The instruction set(s) 640 includes position correction instruction set 642 and a drift correction instruction set 644. The instruction set(s) 640 may be embodied as a single software executable or multiple software executables.
The position correction instruction set 642 is configured with instructions executable by a processor to determining a corrected position and orientation of an electronic device based on 2D image data and scale information from motion data.
The drift correction instruction set 644 is configured with instructions executable by a processor to correcting the drift (i.e., differences in position and orientation estimates) based on the corrected position and orientation of the electronic device.
Although the instruction set(s) 640 are shown as residing on a single device, it should be understood that in other implementations, any combination of the elements may be located in separate computing devices. Moreover, FIG. 6 is intended more as functional description of the various features which are present in a particular implementation as opposed to a structural schematic of the implementations described herein. As recognized by those of ordinary skill in the art, items shown separately could be combined and some items could be separated. The actual number of instructions sets and how features are allocated among them may vary from one implementation to another and may depend in part on the particular combination of hardware, software, and/or firmware chosen for a particular implementation.
Those of ordinary skill in the art will appreciate that well-known systems, methods, components, devices, and circuits have not been described in exhaustive detail so as not to obscure more pertinent aspects of the example implementations described herein. Moreover, other effective aspects and/or variants do not include all of the specific details described herein. Thus, several details are described in order to provide a thorough understanding of the example aspects as shown in the drawings. Moreover, the drawings merely show some example embodiments of the present disclosure and are therefore not to be considered limiting.

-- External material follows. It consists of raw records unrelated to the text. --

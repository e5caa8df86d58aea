//! Exercises the argument/environment policy pipeline end to end, the way
//! the Pod Mounter assembles them ahead of a mount, without touching the
//! filesystem or the kernel.

use csi_node_core::args::ArgumentSet;
use csi_node_core::env::EnvironmentSet;

#[test]
fn policy_then_max_attempts_relocation_produces_expected_argv_and_env() {
    let mut args = ArgumentSet::parse([
        "--region=us-west-2",
        "--read-only",
        "--aws-max-attempts=7",
        "--endpoint-url=http://169.254.169.254",
        "--allow-other",
    ]);
    let mut env = EnvironmentSet::new();

    args.apply_policy();
    assert!(!args.has("endpoint-url"), "driver-rejected flags must not reach Mountpoint");

    args.move_max_attempts_to_env(&mut env);
    assert_eq!(env.get("AWS_MAX_ATTEMPTS"), Some("7"));
    assert!(!args.has("aws-max-attempts"));

    args.remove("read-only");

    let argv = args.sorted_list();
    assert!(argv.contains(&"--allow-other".to_string()));
    assert!(argv.contains(&"--region=us-west-2".to_string()));
    assert!(!argv.iter().any(|a| a.starts_with("--read-only")));
}

#[test]
fn reparsing_a_serialized_argument_set_is_idempotent() {
    let first = ArgumentSet::parse(["--cache=/tmp/cache", "--debug", "--region=eu-west-1"]);
    let serialized = first.sorted_list();
    let second = ArgumentSet::parse(serialized.clone());
    assert_eq!(second.sorted_list(), serialized);
}

#[test]
fn environment_merge_prefers_credential_broker_values() {
    let mut base = EnvironmentSet::new();
    base.set("AWS_REGION", "us-east-1");
    let mut credential_env = EnvironmentSet::new();
    credential_env.set("AWS_REGION", "us-west-2");
    credential_env.set("AWS_ROLE_ARN", "arn:aws:iam::123456789012:role/example");

    base.merge(&credential_env);
    assert_eq!(base.get("AWS_REGION"), Some("us-west-2"));
    assert_eq!(base.get("AWS_ROLE_ARN"), Some("arn:aws:iam::123456789012:role/example"));
}
//! The configuration needed for the node plugin to run. Values are sourced
//! from the environment variables the driver's DaemonSet injects (spec §6,
//! "Environment variables read"); [`Config::from_env`] applies the same
//! defaults the upstream driver ships with.

use std::path::PathBuf;

/// Node-plugin-wide configuration, analogous to the teacher's `Config`.
#[derive(Clone, Debug)]
pub struct Config {
    /// Root of the kubelet's working directory on the host, e.g. `/var/lib/kubelet`.
    pub kubelet_path: PathBuf,
    /// Path to the `mount-s3` binary, used only by the Service Mounter (4.J).
    pub mount_s3_path: PathBuf,
    /// Host directory under which `<driver>/mnt/<helper-pod-name>` source
    /// mounts are created (spec §3, "Source mount directory").
    pub host_plugin_dir: PathBuf,
    /// Driver name used both as a directory component and in `--user-agent-prefix`.
    pub driver_name: String,
    /// Informer/attachment-cache namespace restriction. Empty means all namespaces.
    pub mountpoint_namespace: String,
    /// Feature switch gating the legacy Service Mounter (4.J) vs the Pod Mounter (4.H).
    pub support_legacy_systemd_mounts: bool,
    /// Driver version stamped into `--user-agent-prefix`.
    pub driver_version: String,
    /// Local node name, used to filter the helper-pod informer and attachment queries.
    pub node_name: String,
}

impl Config {
    /// Reads configuration from the process environment, applying the same
    /// defaults as the upstream DaemonSet manifests.
    pub fn from_env() -> anyhow::Result<Self> {
        let kubelet_path = env_path_or("KUBELET_PATH", "/var/lib/kubelet");
        let mount_s3_path = env_path_or("MOUNT_S3_PATH", "/usr/bin/mount-s3");
        let host_plugin_dir = match std::env::var("HOST_PLUGIN_DIR") {
            Ok(v) => PathBuf::from(v),
            Err(_) => kubelet_path.join("plugins").join(DRIVER_NAME),
        };
        let node_name = std::env::var("CSI_NODE_NAME")
            .or_else(|_| std::env::var("NODE_NAME"))
            .map_err(|_| anyhow::anyhow!("NODE_NAME (or CSI_NODE_NAME) must be set"))?;

        Ok(Config {
            kubelet_path,
            mount_s3_path,
            host_plugin_dir,
            driver_name: DRIVER_NAME.to_string(),
            mountpoint_namespace: std::env::var("MOUNTPOINT_NAMESPACE")
                .unwrap_or_else(|_| "mount-s3".to_string()),
            support_legacy_systemd_mounts: env_bool("SUPPORT_LEGACY_SYSTEMD_MOUNTS", false),
            driver_version: env!("CARGO_PKG_VERSION").to_string(),
            node_name,
        })
    }

    /// `<kubelet>/plugins/<driver>/mnt/<helper-pod-name>` (spec §3, "Source mount directory").
    pub fn source_mount_root(&self) -> PathBuf {
        self.host_plugin_dir.join("mnt")
    }
}

pub const DRIVER_NAME: &str = "s3.csi.aws.com";

fn env_path_or(key: &str, default: &str) -> PathBuf {
    std::env::var(key)
        .map(PathBuf::from)
        .unwrap_or_else(|_| PathBuf::from(default))
}

fn env_bool(key: &str, default: bool) -> bool {
    match std::env::var(key) {
        Ok(v) => matches!(v.to_ascii_lowercase().as_str(), "1" | "true" | "yes"),
        Err(_) => default,
    }
}

#[cfg(test)]
mod test {
    use super::*;

    #[test]
    fn env_bool_parses_common_truthy_spellings() {
        std::env::set_var("CSI_TEST_BOOL", "TRUE");
        assert!(env_bool("CSI_TEST_BOOL", false));
        std::env::set_var("CSI_TEST_BOOL", "0");
        assert!(!env_bool("CSI_TEST_BOOL", true));
        std::env::remove_var("CSI_TEST_BOOL");
    }

    #[test]
    fn source_mount_root_is_driver_scoped() {
        let cfg = Config {
            kubelet_path: PathBuf::from("/var/lib/kubelet"),
            mount_s3_path: PathBuf::from("/usr/bin/mount-s3"),
            host_plugin_dir: PathBuf::from("/var/lib/kubelet/plugins/s3.csi.aws.com"),
            driver_name: DRIVER_NAME.to_string(),
            mountpoint_namespace: "mount-s3".to_string(),
            support_legacy_systemd_mounts: false,
            driver_version: "1.0.0".to_string(),
            node_name: "node-1".to_string(),
        };
        assert_eq!(
            cfg.source_mount_root(),
            PathBuf::from("/var/lib/kubelet/plugins/s3.csi.aws.com/mnt")
        );
    }
}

While this specification contains many specific implementation details, these should not be construed as limitations on the scope of any inventions or of what may be claimed, but rather as descriptions of features specific to particular embodiments of particular inventions. Certain features that are described in this specification in the context of separate embodiments can also be implemented in combination in a single embodiment. Conversely, various features that are described in the context of a single embodiment can also be implemented in multiple embodiments separately or in any suitable subcombination. Moreover, although features may be described above as acting in certain combinations and even initially claimed as such, one or more features from a claimed combination can in some cases be excised from the combination, and the claimed combination may be directed to a subcombination or variation of a subcombination.
Similarly, while operations are depicted in the drawings in a particular order, this should not be understood as requiring that such operations be performed in the particular order shown or in sequential order, or that all illustrated operations be performed, to achieve desirable results. In certain circumstances, multitasking and parallel processing may be advantageous. Moreover, the separation of various system components in the embodiments described above should not be understood as requiring such separation in all embodiments, and it should be understood that the described program components and systems can generally be integrated together in a single software product or packaged into multiple software products.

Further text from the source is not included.